El cuero blando de las sandalias chupó el agua fresca, y se le mojaron los pies. “No me importa” pensó, “igual hace calor”.

Con dos broches en la boca y otros dos en la mano, iba tendiendo la ropa recién lavada. A su alrededor, varias gallinas se pasearon entre curiosas y preca-vidas; alguna se le enredó entre las piernas, pero ella no hizo nada. Sólo pensó que a los pañales no les vendría mal una buena hervida, pero que para eso hacía falta más agua.

Delfina Cardoso pensaba mucho en todas esas cosas; los otros chicos nunca se le habían paspado, les lavaba la cola todas las veces que los cambiaba, y cuando hacía demasiado calor los dejaba así nomás, al aire libre, que disfrutaran.
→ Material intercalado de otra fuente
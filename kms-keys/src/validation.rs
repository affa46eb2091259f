//! Identifier validation
// Copyright 2025 Francisco F. Pinochet
//
// Licensed under the Apache License, Version 2.0 (the "License");
// you may not use this file except in compliance with the License.
// You may obtain a copy of the License at
//
//     http://www.apache.org/licenses/LICENSE-2.0
//
// Unless required by applicable law or agreed to in writing, software
// distributed under the License is distributed on an "AS IS" BASIS,
// WITHOUT WARRANTIES OR CONDITIONS OF ANY KIND, either express or implied.
// See the License for the specific language governing permissions and
// limitations under the License.


use crate::error::{KmsError, KmsResult};
use crate::key_types::Metadata;
use std::net::IpAddr;

const MAX_TENANT_ID_LEN: usize = 64;
const MAX_KEY_ID_LEN: usize = 128;
const MAX_PRINCIPAL_ID_LEN: usize = 64;

fn validate_token(kind: &str, value: &str, max_len: usize) -> KmsResult<()> {
    if value.is_empty() || value.len() > max_len {
        return Err(KmsError::Validation(format!(
            "{} must be 1-{} characters",
            kind, max_len
        )));
    }
    if !value
        .bytes()
        .all(|b| b.is_ascii_alphanumeric() || b == b'_' || b == b'-')
    {
        return Err(KmsError::Validation(format!(
            "{} may only contain letters, digits, '_' and '-'",
            kind
        )));
    }
    Ok(())
}

/// Tenant ids double as directory names in the file-backed store.
pub fn validate_tenant_id(tenant_id: &str) -> KmsResult<()> {
    validate_token("tenant id", tenant_id, MAX_TENANT_ID_LEN)
}

pub fn validate_key_id(key_id: &str) -> KmsResult<()> {
    validate_token("key id", key_id, MAX_KEY_ID_LEN)
}

pub fn validate_service_id(service_id: &str) -> KmsResult<()> {
    validate_token("service id", service_id, MAX_PRINCIPAL_ID_LEN)
}

pub fn validate_user_id(user_id: &str) -> KmsResult<()> {
    validate_token("user id", user_id, MAX_PRINCIPAL_ID_LEN)
}

pub fn validate_ip_address(ip: &str) -> KmsResult<()> {
    ip.parse::<IpAddr>()
        .map(|_| ())
        .map_err(|_| KmsError::Validation(format!("invalid IP address: {}", ip)))
}

/// Validate a `(key id, tenant id)` pair
pub fn validate_key_ref(key_id: &str, tenant_id: &str) -> KmsResult<()> {
    validate_key_id(key_id)?;
    validate_tenant_id(tenant_id)
}

/// Metadata is signed and persisted as JSON, so every float must be finite
pub fn validate_metadata(metadata: &Metadata) -> KmsResult<()> {
    match metadata.iter().find(|(_, value)| !value.is_finite()) {
        Some((name, _)) => Err(KmsError::Validation(format!(
            "metadata value '{}' must be a finite number",
            name
        ))),
        None => Ok(()),
    }
}

#[cfg(test)]
mod tests {
    use super::*;
    use crate::key_types::{metadata, MetadataValue};

    #[test]
    fn test_metadata_rejects_non_finite_floats() {
        assert!(validate_metadata(&metadata([("ratio", 0.5f64)])).is_ok());
        assert!(validate_metadata(&metadata([("ratio", f64::NAN)])).is_err());
        assert!(validate_metadata(&metadata([("ratio", f64::INFINITY)])).is_err());

        let nested = metadata([(
            "samples",
            MetadataValue::List(vec![MetadataValue::Float(1.0), MetadataValue::Float(f64::NEG_INFINITY)]),
        )]);
        let err = validate_metadata(&nested).unwrap_err();
        assert!(err.to_string().contains("samples"));
    }

    #[test]
    fn test_accepts_well_formed_ids() {
        assert!(validate_tenant_id("tenant-1").is_ok());
        assert!(validate_key_id("9f2c_ab-01").is_ok());
        assert!(validate_service_id("billing_service").is_ok());
        assert!(validate_ip_address("10.0.0.1").is_ok());
        assert!(validate_ip_address("::1").is_ok());
    }

    #[test]
    fn test_rejects_path_like_and_oversized_ids() {
        assert!(validate_tenant_id("").is_err());
        assert!(validate_tenant_id("../etc").is_err());
        assert!(validate_key_id("a/b").is_err());
        assert!(validate_tenant_id(&"t".repeat(65)).is_err());
        assert!(validate_key_id(&"k".repeat(128)).is_ok());
        assert!(validate_ip_address("999.1.1.1").is_err());
    }

    #[test]
    fn test_validation_error_code() {
        let err = validate_tenant_id("bad tenant").unwrap_err();
        assert_eq!(err.code(), crate::error::ErrorCode::InvalidInput);
    }
}
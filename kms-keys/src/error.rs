//! Error types for key management
// Copyright 2025 Francisco F. Pinochet
//
// Licensed under the Apache License, Version 2.0 (the "License");
// you may not use this file except in compliance with the License.
// You may obtain a copy of the License at
//
//     http://www.apache.org/licenses/LICENSE-2.0
//
// Unless required by applicable law or agreed to in writing, software
// distributed under the License is distributed on an "AS IS" BASIS,
// WITHOUT WARRANTIES OR CONDITIONS OF ANY KIND, either express or implied.
// See the License for the specific language governing permissions and
// limitations under the License.


use serde::Serialize;
use std::fmt;
use thiserror::Error;

/// Machine-readable error codes
#[derive(Debug, Clone, Copy, PartialEq, Eq, Hash, Serialize)]
#[serde(rename_all = "SCREAMING_SNAKE_CASE")]
pub enum ErrorCode {
    MasterKeyError,
    KeyNotFound,
    KeyDisabled,
    KeyCompromised,
    KeyExpired,
    InvalidStatusTransition,
    RotationFailed,
    EncryptionFailed,
    CacheError,
    AuditLogError,
    StorageError,
    InvalidInput,
    ConfigurationError,
}

impl ErrorCode {
    pub fn as_str(&self) -> &'static str {
        match self {
            ErrorCode::MasterKeyError => "MASTER_KEY_ERROR",
            ErrorCode::KeyNotFound => "KEY_NOT_FOUND",
            ErrorCode::KeyDisabled => "KEY_DISABLED",
            ErrorCode::KeyCompromised => "KEY_COMPROMISED",
            ErrorCode::KeyExpired => "KEY_EXPIRED",
            ErrorCode::InvalidStatusTransition => "INVALID_STATUS_TRANSITION",
            ErrorCode::RotationFailed => "ROTATION_FAILED",
            ErrorCode::EncryptionFailed => "ENCRYPTION_FAILED",
            ErrorCode::CacheError => "CACHE_ERROR",
            ErrorCode::AuditLogError => "AUDIT_LOG_ERROR",
            ErrorCode::StorageError => "STORAGE_ERROR",
            ErrorCode::InvalidInput => "INVALID_INPUT",
            ErrorCode::ConfigurationError => "CONFIGURATION_ERROR",
        }
    }
}

impl fmt::Display for ErrorCode {
    fn fmt(&self, f: &mut fmt::Formatter<'_>) -> fmt::Result {
        f.write_str(self.as_str())
    }
}

/// Key management errors
#[derive(Error, Debug)]
pub enum KmsError {
    #[error("Master key error: {0}")]
    MasterKey(String),

    #[error("Key not found: {key_id} (tenant {tenant_id})")]
    KeyNotFound { key_id: String, tenant_id: String },

    #[error("Key is disabled: {0}")]
    KeyDisabled(String),

    #[error("Key is compromised: {0}")]
    KeyCompromised(String),

    #[error("Key has expired: {0}")]
    KeyExpired(String),

    #[error("Invalid status transition: {0}")]
    InvalidStatusTransition(String),

    #[error("Re-encryption partially failed: {failed}/{total} records failed")]
    ReEncryptionPartialFailure {
        failed: usize,
        total: usize,
        failures: Vec<String>,
    },

    #[error("Encryption error: {0}")]
    Encryption(String),

    #[error("Decryption error: {0}")]
    Decryption(String),

    #[error("Storage error: {0}")]
    Storage(String),

    #[error("Cache error: {0}")]
    Cache(String),

    #[error("Audit log error: {0}")]
    AuditLog(String),

    #[error("Validation error: {0}")]
    Validation(String),

    #[error("Configuration error: {0}")]
    Configuration(String),

    #[error("IO error: {0}")]
    Io(#[from] std::io::Error),

    #[error("Serialization error: {0}")]
    Serialization(#[from] serde_json::Error),
}

impl KmsError {
    pub fn not_found(key_id: impl Into<String>, tenant_id: impl Into<String>) -> Self {
        KmsError::KeyNotFound {
            key_id: key_id.into(),
            tenant_id: tenant_id.into(),
        }
    }

    /// Machine-readable code for this error
    pub fn code(&self) -> ErrorCode {
        match self {
            KmsError::MasterKey(_) => ErrorCode::MasterKeyError,
            KmsError::KeyNotFound { .. } => ErrorCode::KeyNotFound,
            KmsError::KeyDisabled(_) => ErrorCode::KeyDisabled,
            KmsError::KeyCompromised(_) => ErrorCode::KeyCompromised,
            KmsError::KeyExpired(_) => ErrorCode::KeyExpired,
            KmsError::InvalidStatusTransition(_) => ErrorCode::InvalidStatusTransition,
            KmsError::ReEncryptionPartialFailure { .. } => ErrorCode::RotationFailed,
            KmsError::Encryption(_) | KmsError::Decryption(_) => ErrorCode::EncryptionFailed,
            KmsError::Storage(_) | KmsError::Io(_) | KmsError::Serialization(_) => {
                ErrorCode::StorageError
            }
            KmsError::Cache(_) => ErrorCode::CacheError,
            KmsError::AuditLog(_) => ErrorCode::AuditLogError,
            KmsError::Validation(_) => ErrorCode::InvalidInput,
            KmsError::Configuration(_) => ErrorCode::ConfigurationError,
        }
    }

    /// Short type name recorded in audit metadata
    pub fn kind(&self) -> &'static str {
        match self {
            KmsError::MasterKey(_) => "MasterKeyError",
            KmsError::KeyNotFound { .. } => "KeyNotFoundError",
            KmsError::KeyDisabled(_) => "KeyDisabledError",
            KmsError::KeyCompromised(_) => "KeyCompromisedError",
            KmsError::KeyExpired(_) => "KeyExpiredError",
            KmsError::InvalidStatusTransition(_) => "InvalidStatusTransitionError",
            KmsError::ReEncryptionPartialFailure { .. } => "ReEncryptionPartialFailureError",
            _ => "KeyManagementError",
        }
    }
}

/// Result type for key operations
pub type KmsResult<T> = Result<T, KmsError>;
//! Structured logging setup for the key management service

use tracing_subscriber::{
    fmt,
    layer::SubscriberExt,
    util::SubscriberInitExt,
    EnvFilter,
};

/// Output format for log lines
#[derive(Debug, Clone, Copy, PartialEq, Eq)]
pub enum LogFormat {
    /// JSON lines (for production)
    Json,
    /// Human-readable lines (for development and the admin CLI)
    Console,
}

impl LogFormat {
    /// Parse a format name, falling back to JSON for anything unknown
    pub fn from_name(name: &str) -> Self {
        match name.to_ascii_lowercase().as_str() {
            "console" | "pretty" | "text" => LogFormat::Console,
            _ => LogFormat::Json,
        }
    }
}

fn env_filter(default_level: &str) -> EnvFilter {
    EnvFilter::try_from_default_env().unwrap_or_else(|_| EnvFilter::new(default_level))
}

/// Initialize logging in the given format.
///
/// Returns `false` if a global subscriber was already installed.
pub fn init(service_name: &str, default_level: &str, format: LogFormat) -> bool {
    let installed = match format {
        LogFormat::Json => tracing_subscriber::registry()
            .with(env_filter(default_level))
            .with(
                fmt::layer()
                    .json()
                    .with_target(true)
                    .with_file(true)
                    .with_line_number(true)
                    .with_current_span(false)
                    .with_span_list(false),
            )
            .try_init()
            .is_ok(),
        LogFormat::Console => tracing_subscriber::fmt()
            .with_env_filter(env_filter(default_level))
            .with_target(true)
            .with_writer(std::io::stderr)
            .try_init()
            .is_ok(),
    };

    if installed {
        tracing::info!(
            service = service_name,
            format = ?format,
            "Logging initialized"
        );
    }
    installed
}

/// Initialize structured JSON logging
///
/// This sets up:
/// - JSON formatted logs
/// - Environment-based log level filtering
/// - Service name tagging
pub fn init_logging(service_name: &str, default_level: &str) {
    init(service_name, default_level, LogFormat::Json);
}

/// Initialize simple console logging (for development)
pub fn init_console_logging(service_name: &str, default_level: &str) {
    init(service_name, default_level, LogFormat::Console);
}
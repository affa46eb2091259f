//! Key management admin tool
//!
//! Usage:
//!   kms-admin generate-master-key
//!   kms-admin master-key-info
//!   kms-admin health
//!   kms-admin rotate-due
//!   kms-admin list-keys <tenant>
//!   kms-admin verify-keys <tenant>
//!
//! Reads the same environment as the service (`MASTER_ENCRYPTION_KEY`,
//! `KMS_KEY_STORAGE_PATH`, ...).
// Copyright 2025 Francisco F. Pinochet
//
// Licensed under the Apache License, Version 2.0 (the "License");
// you may not use this file except in compliance with the License.
// You may obtain a copy of the License at
//
//     http://www.apache.org/licenses/LICENSE-2.0
//
// Unless required by applicable law or agreed to in writing, software
// distributed under the License is distributed on an "AS IS" BASIS,
// WITHOUT WARRANTIES OR CONDITIONS OF ANY KIND, either express or implied.
// See the License for the specific language governing permissions and
// limitations under the License.


use anyhow::{bail, Context};
use kms_config::KmsConfig;
use kms_keys::{KeyFilter, KeyManagementService, MasterKeyManager, OverallStatus};
use std::env;

#[tokio::main]
async fn main() -> anyhow::Result<()> {
    let args: Vec<String> = env::args().skip(1).collect();
    let command = args.first().map(String::as_str).unwrap_or("help");

    if command == "generate-master-key" {
        // Printed alone so it can be piped into a secret store
        println!("{}", MasterKeyManager::generate_master_key());
        return Ok(());
    }
    if command == "help" || command == "--help" {
        print_usage();
        return Ok(());
    }

    let config = KmsConfig::from_env().context("failed to load configuration")?;
    kms_logging::init_console_logging("kms-admin", config.log_level());

    match command {
        "master-key-info" => {
            let manager = MasterKeyManager::new(config.master_key_hex.as_deref())?;
            let info = manager.get_master_key_info();
            println!("🔐 Master Key");
            println!("{}", "=".repeat(50));
            println!("  Algorithm:   {}", info.algorithm);
            println!("  Length:      {} bytes", info.length);
            println!("  Fingerprint: {}", manager.get_master_key().fingerprint());
            println!(
                "  Valid:       {}",
                if info.is_valid { "✅ yes" } else { "❌ no" }
            );
        }
        "health" => {
            let kms = KeyManagementService::from_config(&config).await?;
            let health = kms.get_health_status().await;
            println!("{}", serde_json::to_string_pretty(&health)?);
            if health.status == OverallStatus::Unhealthy {
                bail!("key management service is unhealthy");
            }
        }
        "rotate-due" => {
            let kms = KeyManagementService::from_config(&config).await?;
            let report = kms.run_scheduled_rotations().await?;

            println!("🔄 Rotation sweep");
            println!("{}", "=".repeat(50));
            for replacement in &report.replacements {
                println!(
                    "  ✅ {} -> {} (v{}, tenant {})",
                    replacement.old_key_id,
                    replacement.new_key_id,
                    replacement.new_version,
                    replacement.tenant_id
                );
            }
            for failed in report
                .rotation
                .failed_keys
                .iter()
                .chain(&report.replacement_failures)
            {
                println!("  ❌ {} (tenant {}): {}", failed.key_id, failed.tenant_id, failed.reason);
            }
            println!();
            println!("  Rotated: {}", report.replacements.len());
            println!(
                "  Failed:  {}",
                report.rotation.failed_keys.len() + report.replacement_failures.len()
            );
            println!("  Took:    {} ms", report.rotation.duration_ms);
        }
        "list-keys" => {
            let tenant = tenant_arg(&args)?;
            let kms = KeyManagementService::from_config(&config).await?;
            let keys = kms
                .list_keys(tenant, &KeyFilter { limit: Some(1000), ..KeyFilter::default() })
                .await?;

            println!("🔑 Keys for tenant {}", tenant);
            println!("{}", "=".repeat(50));
            for key in &keys {
                println!(
                    "  {}  v{:<3} {:<20} {}",
                    key.id, key.version, key.purpose, key.status
                );
            }
            println!();
            println!("  Total: {}", keys.len());
        }
        "verify-keys" => {
            let tenant = tenant_arg(&args)?;
            let kms = KeyManagementService::from_config(&config).await?;
            let keys = kms
                .list_keys(tenant, &KeyFilter { limit: Some(1000), ..KeyFilter::default() })
                .await?;

            println!("🔍 Verifying {} key(s) for tenant {}", keys.len(), tenant);
            println!("{}", "=".repeat(50));
            let mut failed = 0;
            for key in &keys {
                if kms.validate_key_integrity(&key.id, tenant).await {
                    println!("  ✅ {}", key.id);
                } else {
                    println!("  ❌ {}", key.id);
                    failed += 1;
                }
            }
            println!();
            println!("  Valid:  {}", keys.len() - failed);
            println!("  Failed: {}", failed);
            if failed > 0 {
                bail!("{} key(s) failed integrity verification", failed);
            }
        }
        other => {
            print_usage();
            bail!("unknown command: {}", other);
        }
    }

    Ok(())
}

fn tenant_arg(args: &[String]) -> anyhow::Result<&str> {
    args.get(1)
        .map(String::as_str)
        .context("missing <tenant> argument")
}

fn print_usage() {
    println!("Usage: kms-admin <command>");
    println!();
    println!("Commands:");
    println!("  generate-master-key     Print a new random master key (hex)");
    println!("  master-key-info         Show the configured master key's fingerprint");
    println!("  health                  Run all health checks");
    println!("  rotate-due              Rotate scheduled and expired keys");
    println!("  list-keys <tenant>      List a tenant's keys");
    println!("  verify-keys <tenant>    Decrypt every key of a tenant to check integrity");
}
Las gallinas salieron corriendo espantadas, y Delfina se dio vuelta para retar al Roberto, que siempre las andaba asustando. Pero el Roberto no estaba por allí. Sólo ella y la soga repleta de siluetas descarnadas, olorosas a jabón barato y a lavandina. La cuestión es que las aves se habían asustado, y no de ella. Las miró picotear la tierra con aire de distraídas, y no vio a nadie más.

Entonces miró por sobre el hombro, y esta vez fue ella la que tuvo que correr, huyendo del ánima en pena que acababa de descubrir, a esas horas y con sol.